For comparison, the first step is to use the mysql stored procedure:
Copy codeThe Code is as follows: mysql> delimiter $
Mysql> set autocommit = 0 $
Mysql> create procedure test ()
Begin
Declare I decimal (10) default 0;
Dd: loop
Insert into 'million' ('categ _ id', 'categ _ fid', 'sortpath', 'address', 'P _ identifier ', 'Pro _ specification ', 'name', 'add _ date', 'picture _ url', 'thumb _ url', 'is _ display_front ', 'create _ html_time', 'hit ', 'Buy _ Sum', 'attr', 'templete _ style', 'is _ hot ', 'is _ new', 'is _ best') VALUES
(268, 2, '1970, ', 0, '1970, 0,262,268', '1970, 2342-01-09 09:55:43 ', 'upload/product/20111205153432_53211.jpg ', 'upload/product/thumb_20111205153432_53211.jpg', 1, 0, 0, 0, 0, 'admin', '0', 0, 0, 0, 0 );
Commit;
Set I = I + 1;
If I = 1000000 then leave dd;
End if;
End loop dd;
End; $
Mysql> delimiter;
Mysql> call test;
Result
Mysql> call test; Query OK, 0 rows affected (58 min 30.83 sec)
Very time-consuming.
So I found another method.
Use PHP code to generate data and then import the data:Copy codeThe Code is as follows: <? Php
$ T = mktime ();
Set_time_limit (1000 );
$ MyFile = "e:/insert. SQL ";
$ Fhandler = fopen ($ myFile, 'wb ');
If ($ fhandler ){
$ SQL = "268 \ t2 \ t' 0,262,268, '\ t0 \ t' 000000' \ t' 000000' \ t' 000000' \ t' 000000' \ t' 2342-01-09 09:55:43' \ t' upload/product/ 20111205153432_53211.jpg '\ t' upload/product/thumb_20111205153432_53211.jpg' \ tNULL \ t38 \ t' pieces '\ t' \ t123 \ t123 \ t0 ";
$ I = 0;
While ($ I <1000000) // 1,000,000
{
$ I ++;
Fwrite ($ fhandler, $ SQL. "\ r \ n ");
}
Echo "written successfully, time consumed:", mktime ()-$ t;
}
Then ImportCopy codeThe Code is as follows: load data local INFILE 'e:/insert. SQL 'into TABLE tenmillion ('categ _ id', 'categ _ fid', 'sortpath', 'address', 'P _ identifier ', 'Pro _ specification ', 'name', 'description', 'add _ date', 'picture _ url', 'thumb _ url', 'shop _ url', 'shop _ thumb_url ', 'brand _ id', 'unit ', 'square _ meters_unit', 'market _ price', 'true _ price', 'square _ meters_price ');
Note that fields are no longer separated by commas (,) and records are separated by \ r \ n. As a result, I insert 10 data records, and an average of data records can only be inserted in 1 minute.

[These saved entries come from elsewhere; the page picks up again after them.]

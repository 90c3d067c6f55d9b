//! Widget tree handed to the rendering host.
//!
//! Dispatch is purely on [`ControlKind`]; unknown kinds produce no widget.

use serde::Serialize;
use serde_json::Value;

use super::form_state::ControlState;
use super::upload::FilePreview;
use crate::config::{Control, ControlKind, InputType};
use crate::validation::rules::value_as_text;

/// Label, identity and inline error shared by every field widget
#[derive(Debug, Clone, PartialEq, Serialize)]
pub struct FieldFrame {
    pub name: String,
    pub id: String,
    pub label: String,
    pub required: bool,
    pub disabled: bool,
    pub error: Option<String>,
}

impl FieldFrame {
    fn new(control: &Control, state: &ControlState) -> Self {
        Self {
            name: control.name.clone(),
            id: control.name.clone(),
            label: control.label.clone(),
            required: control.is_required(),
            disabled: control.disabled,
            error: state.status.error().map(String::from),
        }
    }
}

#[derive(Debug, Clone, PartialEq, Serialize)]
pub struct TextInput {
    #[serde(flatten)]
    pub frame: FieldFrame,
    pub input_type: &'static str,
    pub value: String,
    pub placeholder: Option<String>,
    pub password: bool,
    pub revealed: bool,
}

#[derive(Debug, Clone, PartialEq, Serialize)]
pub struct ChoiceOption {
    pub key: String,
    pub label: String,
    pub selected: bool,
}

#[derive(Debug, Clone, PartialEq, Serialize)]
pub struct SelectInput {
    #[serde(flatten)]
    pub frame: FieldFrame,
    pub options: Vec<ChoiceOption>,
    pub multiple: bool,
    pub placeholder: Option<String>,
}

/// Radio set or checkbox set
#[derive(Debug, Clone, PartialEq, Serialize)]
pub struct ChoiceGroup {
    #[serde(flatten)]
    pub frame: FieldFrame,
    pub options: Vec<ChoiceOption>,
}

#[derive(Debug, Clone, PartialEq, Serialize)]
pub struct Toggle {
    #[serde(flatten)]
    pub frame: FieldFrame,
    pub checked: bool,
}

#[derive(Debug, Clone, PartialEq, Serialize)]
pub struct DateInput {
    #[serde(flatten)]
    pub frame: FieldFrame,
    pub value: String,
    pub min: Option<String>,
    pub max: Option<String>,
}

#[derive(Debug, Clone, PartialEq, Serialize)]
pub struct DateRangeInput {
    #[serde(flatten)]
    pub frame: FieldFrame,
    pub from: String,
    pub to: String,
    pub min: Option<String>,
    pub max: Option<String>,
}

#[derive(Debug, Clone, PartialEq, Serialize)]
pub struct FileInput {
    #[serde(flatten)]
    pub frame: FieldFrame,
    pub multiple: bool,
    /// `accept` attribute built from `allowedFormats`
    pub accept: Option<String>,
    pub previews: Vec<FilePreview>,
}

#[derive(Debug, Clone, PartialEq, Serialize)]
pub struct ButtonView {
    pub name: String,
    pub id: String,
    pub label: String,
    pub button_type: &'static str,
    pub disabled: bool,
}

#[derive(Debug, Clone, PartialEq, Serialize)]
#[serde(tag = "widget", rename_all = "snake_case")]
pub enum Widget {
    Text(TextInput),
    Select(SelectInput),
    Radio(ChoiceGroup),
    CheckboxGroup(ChoiceGroup),
    Checkbox(Toggle),
    Date(DateInput),
    DateRange(DateRangeInput),
    File(FileInput),
    Button(ButtonView),
}

impl Widget {
    /// Build the widget for a control, or `None` for unknown kinds.
    pub fn build(control: &Control, state: &ControlState, previews: &[FilePreview]) -> Option<Self> {
        let frame = || FieldFrame::new(control, state);
        let block = control.validation.as_ref();

        let widget = match control.kind {
            ControlKind::Input => {
                let input_type = control.input_type();
                let password = input_type == InputType::Password;
                let shown = if password && state.password_visible {
                    InputType::Text
                } else {
                    input_type
                };
                Widget::Text(TextInput {
                    frame: frame(),
                    input_type: shown.as_str(),
                    value: value_as_text(&state.value),
                    placeholder: control.placeholder.clone(),
                    password,
                    revealed: password && state.password_visible,
                })
            }
            ControlKind::Select => Widget::Select(SelectInput {
                frame: frame(),
                options: choices(control, &state.value),
                multiple: control.multiple,
                placeholder: control.placeholder.clone(),
            }),
            ControlKind::Radio => Widget::Radio(ChoiceGroup {
                frame: frame(),
                options: choices(control, &state.value),
            }),
            ControlKind::Checkbox if control.options.is_empty() => Widget::Checkbox(Toggle {
                frame: frame(),
                checked: state.value.as_bool().unwrap_or(false),
            }),
            ControlKind::Checkbox => Widget::CheckboxGroup(ChoiceGroup {
                frame: frame(),
                options: choices(control, &state.value),
            }),
            ControlKind::Date => Widget::Date(DateInput {
                frame: frame(),
                value: value_as_text(&state.value),
                min: block.and_then(|b| b.min_date.clone()),
                max: block.and_then(|b| b.max_date.clone()),
            }),
            ControlKind::DateRange => Widget::DateRange(DateRangeInput {
                frame: frame(),
                from: state.value.get("from").map(value_as_text).unwrap_or_default(),
                to: state.value.get("to").map(value_as_text).unwrap_or_default(),
                min: block.and_then(|b| b.min_date.clone()),
                max: block.and_then(|b| b.max_date.clone()),
            }),
            ControlKind::File => Widget::File(FileInput {
                frame: frame(),
                multiple: control.multiple,
                accept: block
                    .and_then(|b| b.allowed_formats.as_ref())
                    .filter(|f| !f.is_empty())
                    .map(|f| f.join(",")),
                previews: previews.to_vec(),
            }),
            ControlKind::Button => Widget::Button(ButtonView {
                name: control.name.clone(),
                id: control.name.clone(),
                label: control.label.clone(),
                button_type: control.button_type.as_str(),
                disabled: control.disabled,
            }),
            ControlKind::Unknown => {
                tracing::debug!(control = %control.name, "Skipping control with unknown type");
                return None;
            }
        };

        Some(widget)
    }

    /// Template used by the HTML renderer.
    pub fn template(&self) -> &'static str {
        match self {
            Widget::Text(_) => "text.html",
            Widget::Select(_) => "select.html",
            Widget::Radio(_) => "radio.html",
            Widget::CheckboxGroup(_) => "checkbox_group.html",
            Widget::Checkbox(_) => "checkbox.html",
            Widget::Date(_) => "date.html",
            Widget::DateRange(_) => "date_range.html",
            Widget::File(_) => "file.html",
            Widget::Button(_) => "button.html",
        }
    }

    pub fn name(&self) -> &str {
        match self {
            Widget::Text(w) => &w.frame.name,
            Widget::Select(w) => &w.frame.name,
            Widget::Radio(w) | Widget::CheckboxGroup(w) => &w.frame.name,
            Widget::Checkbox(w) => &w.frame.name,
            Widget::Date(w) => &w.frame.name,
            Widget::DateRange(w) => &w.frame.name,
            Widget::File(w) => &w.frame.name,
            Widget::Button(w) => &w.name,
        }
    }
}

/// Options in declaration order, flagged against the current value.
fn choices(control: &Control, value: &Value) -> Vec<ChoiceOption> {
    let selected = |key: &str| match value {
        Value::Array(items) => items.iter().any(|v| value_as_text(v) == key),
        other => value_as_text(other) == key,
    };
    control
        .options
        .iter()
        .map(|o| ChoiceOption {
            key: o.key.clone(),
            label: o.label.clone(),
            selected: selected(&o.key),
        })
        .collect()
}

#[cfg(test)]
mod tests {
    use super::*;
    use crate::config::FormConfig;
    use crate::domain::FormState;
    use serde_json::json;

    const FORM: &str = r#"
formTitle: Widgets
formGroup:
  formControls:
    - name: pw
      label: Password
      type: input
      inputType: password
    - name: colour
      label: Colour
      type: select
      value: green
      options:
        - { key: red, label: Red }
        - { key: green, label: Green }
        - { key: blue, label: Blue }
    - name: newsletter
      label: Newsletter
      type: checkbox
    - name: mystery
      label: Mystery
      type: carousel
    - name: docs
      label: Documents
      type: file
      multiple: true
      validation:
        allowedFormats: [application/pdf, image/*]
    - name: go
      label: Go
      type: button
      buttonType: reset
"#;

    fn form() -> FormState {
        FormState::new(&FormConfig::from_yaml(FORM).unwrap()).unwrap()
    }

    #[test]
    fn test_unknown_kind_renders_nothing() {
        let names: Vec<_> = form().widgets().iter().map(|w| w.name().to_string()).collect();
        assert_eq!(names, vec!["pw", "colour", "newsletter", "docs", "go"]);
    }

    #[test]
    fn test_option_order_and_selection() {
        let widgets = form().widgets();
        let Widget::Select(select) = &widgets[1] else {
            panic!("expected select");
        };
        let keys: Vec<_> = select.options.iter().map(|o| o.key.as_str()).collect();
        assert_eq!(keys, vec!["red", "green", "blue"]);
        assert!(select.options[1].selected);
        assert!(!select.options[0].selected);
    }

    #[test]
    fn test_password_visibility_toggle() {
        let mut form = form();
        let Widget::Text(text) = &form.widgets()[0] else {
            panic!("expected text input");
        };
        assert_eq!(text.input_type, "password");
        assert!(text.password);

        form.toggle_password_visibility("pw").unwrap();
        let Widget::Text(text) = &form.widgets()[0] else {
            panic!("expected text input");
        };
        assert_eq!(text.input_type, "text");
        assert!(text.revealed);
    }

    #[test]
    fn test_single_checkbox_file_and_button() {
        let mut form = form();
        form.set_value("newsletter", json!(true)).unwrap();
        let widgets = form.widgets();

        assert!(matches!(&widgets[2], Widget::Checkbox(t) if t.checked));
        match &widgets[3] {
            Widget::File(file) => {
                assert!(file.multiple);
                assert_eq!(file.accept.as_deref(), Some("application/pdf,image/*"));
            }
            other => panic!("expected file input, got {:?}", other),
        }
        assert!(matches!(&widgets[4], Widget::Button(b) if b.button_type == "reset"));
        assert_eq!(widgets[4].template(), "button.html");
    }

    #[test]
    fn test_inline_error_in_frame() {
        let mut form = form();
        form.set_value("pw", json!("x")).unwrap();
        let control = form.control("pw").unwrap().clone();
        let mut state = form.state("pw").unwrap().clone();
        state.status = crate::domain::ControlStatus::Invalid("Too weak".to_string());

        let Some(Widget::Text(text)) = Widget::build(&control, &state, &[]) else {
            panic!("expected text input");
        };
        assert_eq!(text.frame.error.as_deref(), Some("Too weak"));
        assert_eq!(text.value, "x");
    }
}
use std::collections::HashMap;
use thiserror::Error;

use crate::config::{ApiCatalog, Control, ControlKind, FormConfig, ValidationBlock};

#[derive(Debug, Error)]
pub enum ValidationError {
    #[error("Missing required field: {0}")]
    MissingField(String),

    #[error("Invalid value for {field}: {reason}")]
    InvalidValue { field: String, reason: String },

    #[error("Duplicate entry: {0}")]
    Duplicate(String),
}

/// Load-time checks for form schemas and endpoint catalogs.
pub struct ConfigValidator;

impl ConfigValidator {
    pub fn validate_form(form: &FormConfig) -> Result<(), Vec<ValidationError>> {
        let mut errors = Vec::new();
        let mut seen_names = HashMap::new();

        for (idx, control) in form.controls().iter().enumerate() {
            let path = format!("formGroup.formControls[{}]", idx);

            if control.name.is_empty() {
                errors.push(ValidationError::MissingField(format!("{}.name", path)));
            } else if let Some(prev_idx) = seen_names.insert(control.name.as_str(), idx) {
                errors.push(ValidationError::Duplicate(format!(
                    "Control name '{}' appears at indices {} and {}",
                    control.name, prev_idx, idx
                )));
            }

            Self::validate_control(control, &path, &mut errors);
        }

        if errors.is_empty() {
            Ok(())
        } else {
            Err(errors)
        }
    }

    fn validate_control(control: &Control, path: &str, errors: &mut Vec<ValidationError>) {
        if matches!(control.kind, ControlKind::Select | ControlKind::Radio) && control.options.is_empty() {
            errors.push(ValidationError::InvalidValue {
                field: format!("{}.options", path),
                reason: "Choice controls need at least one option".to_string(),
            });
        }

        if let Some(block) = &control.validation {
            Self::validate_block(block, &format!("{}.validation", path), errors);
        }
    }

    fn validate_block(block: &ValidationBlock, path: &str, errors: &mut Vec<ValidationError>) {
        if let Some(pattern) = &block.pattern {
            if let Err(e) = regex::Regex::new(pattern) {
                errors.push(ValidationError::InvalidValue {
                    field: format!("{}.pattern", path),
                    reason: e.to_string(),
                });
            }
        }

        if let (Some(min), Some(max)) = (block.min_length, block.max_length) {
            if min > max {
                errors.push(ValidationError::InvalidValue {
                    field: format!("{}.minLength", path),
                    reason: format!("minLength {} exceeds maxLength {}", min, max),
                });
            }
        }

        if let (Some(min), Some(max)) = (block.min, block.max) {
            if min > max {
                errors.push(ValidationError::InvalidValue {
                    field: format!("{}.min", path),
                    reason: format!("min {} exceeds max {}", min, max),
                });
            }
        }

        if let (Some(min), Some(max)) = (&block.min_date, &block.max_date) {
            if min > max {
                errors.push(ValidationError::InvalidValue {
                    field: format!("{}.minDate", path),
                    reason: format!("minDate {} is after maxDate {}", min, max),
                });
            }
        }
    }

    pub fn validate_catalog(catalog: &ApiCatalog) -> Result<(), Vec<ValidationError>> {
        let mut errors = Vec::new();
        let mut seen_names = HashMap::new();

        for (idx, endpoint) in catalog.endpoints.iter().enumerate() {
            if endpoint.name.is_empty() {
                errors.push(ValidationError::MissingField(format!("endpoints[{}].name", idx)));
            } else if let Some(prev_idx) = seen_names.insert(endpoint.name.as_str(), idx) {
                errors.push(ValidationError::Duplicate(format!(
                    "Endpoint name '{}' appears at indices {} and {}",
                    endpoint.name, prev_idx, idx
                )));
            }

            if endpoint.url.is_empty() {
                errors.push(ValidationError::MissingField(format!("endpoints[{}].url", idx)));
            }

            for (field, schema) in &endpoint.request_schema {
                if let Some(block) = &schema.validation {
                    let path = format!("endpoints[{}].requestSchema.{}.validation", idx, field);
                    Self::validate_block(block, &path, &mut errors);
                }
            }
        }

        if errors.is_empty() {
            Ok(())
        } else {
            Err(errors)
        }
    }
}

#[cfg(test)]
mod tests {
    use super::*;
    use crate::config::{EndpointConfig, FormGroup, HttpMethod};

    fn control(name: &str, kind: ControlKind) -> Control {
        Control {
            name: name.to_string(),
            label: name.to_string(),
            kind,
            input_type: None,
            disabled: false,
            required: false,
            placeholder: None,
            options: Default::default(),
            value: None,
            validation: None,
            multiple: false,
            button_type: Default::default(),
        }
    }

    fn form(controls: Vec<Control>) -> FormConfig {
        FormConfig {
            form_title: "Test".to_string(),
            form_description: None,
            form_group: FormGroup {
                group_title: None,
                form_controls: controls,
            },
        }
    }

    #[test]
    fn test_valid_form() {
        let config = form(vec![
            control("first", ControlKind::Input),
            control("second", ControlKind::Date),
        ]);
        assert!(ConfigValidator::validate_form(&config).is_ok());
    }

    #[test]
    fn test_duplicate_control_names() {
        let config = form(vec![
            control("email", ControlKind::Input),
            control("email", ControlKind::Input),
        ]);
        let errors = ConfigValidator::validate_form(&config).unwrap_err();
        assert_eq!(errors.len(), 1);
        assert!(matches!(errors[0], ValidationError::Duplicate(_)));
    }

    #[test]
    fn test_select_without_options() {
        let config = form(vec![control("country", ControlKind::Select)]);
        let errors = ConfigValidator::validate_form(&config).unwrap_err();
        assert!(errors.iter().any(|e| matches!(e, ValidationError::InvalidValue { .. })));
    }

    #[test]
    fn test_bad_pattern_and_inverted_bounds() {
        let mut c = control("code", ControlKind::Input);
        c.validation = Some(ValidationBlock {
            pattern: Some("([a-z".to_string()),
            min_length: Some(5),
            max_length: Some(2),
            ..Default::default()
        });
        let errors = ConfigValidator::validate_form(&form(vec![c])).unwrap_err();
        assert_eq!(errors.len(), 2);
    }

    #[test]
    fn test_duplicate_endpoint_names() {
        let catalog = ApiCatalog {
            service_name: "svc".to_string(),
            endpoints: vec![
                EndpointConfig::new("getUser", "/users", HttpMethod::Get),
                EndpointConfig::new("getUser", "/users/2", HttpMethod::Get),
                EndpointConfig::new("broken", "", HttpMethod::Post),
            ],
            ..Default::default()
        };
        let errors = ConfigValidator::validate_catalog(&catalog).unwrap_err();
        assert!(errors.iter().any(|e| matches!(e, ValidationError::Duplicate(_))));
        assert!(errors.iter().any(|e| matches!(e, ValidationError::MissingField(_))));
    }
}
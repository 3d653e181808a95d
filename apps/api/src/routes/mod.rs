pub mod health;

use axum::{
    routing::{delete, get, post},
    Router,
};

use crate::documents::handlers as documents;
use crate::generation::handlers as generation;
use crate::state::AppState;

pub fn build_router(state: AppState) -> Router {
    Router::new()
        .route("/health", get(health::health_handler))
        .route(
            "/api/generate-product",
            post(generation::handle_generate_product),
        )
        .route(
            "/api/list-documents",
            get(documents::handle_list_documents),
        )
        .route(
            "/api/download-document",
            get(documents::handle_download_document),
        )
        .route(
            "/api/regenerate-document",
            post(documents::handle_regenerate_document),
        )
        .route(
            "/api/delete-document",
            delete(documents::handle_delete_document),
        )
        .route(
            "/api/generate-all-documents",
            post(documents::handle_generate_all_documents),
        )
        .route(
            "/api/render-status",
            get(documents::handle_render_status),
        )
        .with_state(state)
}
//! Handlers for the generated-document endpoints: index, download, delete,
//! regenerate, bulk regenerate, and render status.
//!
//! Every handler that accepts a filename runs it through
//! `is_valid_document_filename` first — the input must equal its own
//! basename and end in the document extension.

use anyhow::Context;
use axum::{
    body::Body,
    extract::{Query, State},
    http::header,
    response::{IntoResponse, Response},
    Json,
};
use serde::Deserialize;
use serde_json::{json, Value};
use tokio_util::io::ReaderStream;
use tracing::info;

use crate::documents::{
    document_filename, is_valid_document_filename, list_documents, DocumentDescriptor,
    DOCUMENT_MIME,
};
use crate::errors::AppError;
use crate::models::product::ProductRecord;
use crate::render::{spawn_render, RenderStatus};
use crate::state::AppState;

#[derive(Debug, Deserialize)]
pub struct FileQuery {
    pub file: String,
}

#[derive(Debug, Deserialize)]
pub struct RegenerateDocumentRequest {
    pub filename: String,
}

#[derive(Debug, Deserialize)]
pub struct DeleteDocumentRequest {
    pub filename: String,
}

fn validate_filename(input: &str) -> Result<(), AppError> {
    if is_valid_document_filename(input) {
        Ok(())
    } else {
        Err(AppError::Validation(format!(
            "invalid document filename: '{input}'"
        )))
    }
}

/// Finds the stored record whose title maps to `filename`. The
/// title-to-filename mapping is lossy, so the comparison cleans the stored
/// titles rather than reversing the filename. Titles match the store's
/// case-insensitive key semantics, so casing differences don't hide a record.
fn find_record_for_filename(
    state: &AppState,
    filename: &str,
) -> Result<Option<ProductRecord>, AppError> {
    Ok(state
        .store
        .list_all()?
        .into_iter()
        .find(|r| document_filename(&r.title).eq_ignore_ascii_case(filename)))
}

/// GET /api/list-documents
pub async fn handle_list_documents(
    State(state): State<AppState>,
) -> Result<Json<Vec<DocumentDescriptor>>, AppError> {
    let documents = list_documents(&state.config.documents_dir)
        .context("failed to scan document directory")?;
    Ok(Json(documents))
}

/// GET /api/download-document?file=<filename>
pub async fn handle_download_document(
    State(state): State<AppState>,
    Query(query): Query<FileQuery>,
) -> Result<Response, AppError> {
    validate_filename(&query.file)?;
    let path = state.config.documents_dir.join(&query.file);

    let file = match tokio::fs::File::open(&path).await {
        Ok(file) => file,
        Err(e) if e.kind() == std::io::ErrorKind::NotFound => {
            return Err(AppError::NotFound(format!(
                "document '{}' does not exist",
                query.file
            )))
        }
        Err(e) => return Err(AppError::Internal(e.into())),
    };

    let headers = [
        (header::CONTENT_TYPE, DOCUMENT_MIME.to_string()),
        (
            header::CONTENT_DISPOSITION,
            format!("attachment; filename=\"{}\"", query.file),
        ),
    ];
    // Streamed, not buffered: documents go out chunk by chunk.
    let body = Body::from_stream(ReaderStream::new(file));
    Ok((headers, body).into_response())
}

/// POST /api/regenerate-document
pub async fn handle_regenerate_document(
    State(state): State<AppState>,
    Json(req): Json<RegenerateDocumentRequest>,
) -> Result<Json<Value>, AppError> {
    validate_filename(&req.filename)?;

    let record = find_record_for_filename(&state, &req.filename)?.ok_or_else(|| {
        AppError::NotFound(format!("no product record matches '{}'", req.filename))
    })?;

    info!("regenerating document for '{}'", record.title);
    spawn_render(
        record,
        state.config.documents_dir.clone(),
        state.render_tracker.clone(),
    );

    Ok(Json(json!({ "success": true, "filename": req.filename })))
}

/// DELETE /api/delete-document
///
/// Removes the document file, then the JSON record; either side being
/// already gone is not a failure. The two removals are not transactional.
pub async fn handle_delete_document(
    State(state): State<AppState>,
    Json(req): Json<DeleteDocumentRequest>,
) -> Result<Json<Value>, AppError> {
    validate_filename(&req.filename)?;

    let path = state.config.documents_dir.join(&req.filename);
    let file_removed = match std::fs::remove_file(&path) {
        Ok(()) => true,
        Err(e) if e.kind() == std::io::ErrorKind::NotFound => false,
        Err(e) => return Err(AppError::Internal(e.into())),
    };

    let record_removed = match find_record_for_filename(&state, &req.filename)? {
        Some(record) => state.store.remove_by_title(&record.title)?,
        None => false,
    };

    info!(
        "deleted '{}': file_removed={file_removed}, record_removed={record_removed}",
        req.filename
    );

    Ok(Json(json!({
        "success": true,
        "fileRemoved": file_removed,
        "recordRemoved": record_removed,
    })))
}

/// POST /api/generate-all-documents
pub async fn handle_generate_all_documents(
    State(state): State<AppState>,
) -> Result<Json<Value>, AppError> {
    let records = state.store.list_all()?;
    let initiated = records.len();
    for record in records {
        spawn_render(
            record,
            state.config.documents_dir.clone(),
            state.render_tracker.clone(),
        );
    }
    info!("initiated render of {initiated} documents");
    Ok(Json(json!({ "success": true, "initiated": initiated })))
}

/// GET /api/render-status?file=<filename>
///
/// Detached renders report nothing on the request that started them; this
/// is the poll path. Documents rendered before this process started show as
/// completed via the on-disk fallback.
pub async fn handle_render_status(
    State(state): State<AppState>,
    Query(query): Query<FileQuery>,
) -> Result<Json<Value>, AppError> {
    validate_filename(&query.file)?;

    let status = match state.render_tracker.get(&query.file) {
        Some(status) => status,
        None if state.config.documents_dir.join(&query.file).exists() => RenderStatus::Completed,
        None => {
            return Err(AppError::NotFound(format!(
                "no render known for '{}'",
                query.file
            )))
        }
    };

    Ok(Json(json!({ "filename": query.file, "render": status })))
}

In the second method, many intermediate steps are omitted in mysql, resulting in a much faster insertion speed than in the first method.
Quickly generate millions of mysql test data records
As a result of the test, the original table only contains 10 thousand data records, and now the number of inserted records is copied randomly to quickly reach 1 million.
Itemid is the primary key.
Run the following code several times. 1000 inserts at random,
Insert into downitems (chid, catid, softid ,....)
SELECT chid, catid, softid... FROM 'downitems 'WHERE itemid> = (SELECT floor (RAND () * (select max (itemid) FROM 'downloads') order by itemid LIMIT 1000;
Then you can modify the number 1000. Change to 5000 or 10 thousand. It will soon reach 1 million of the data volume.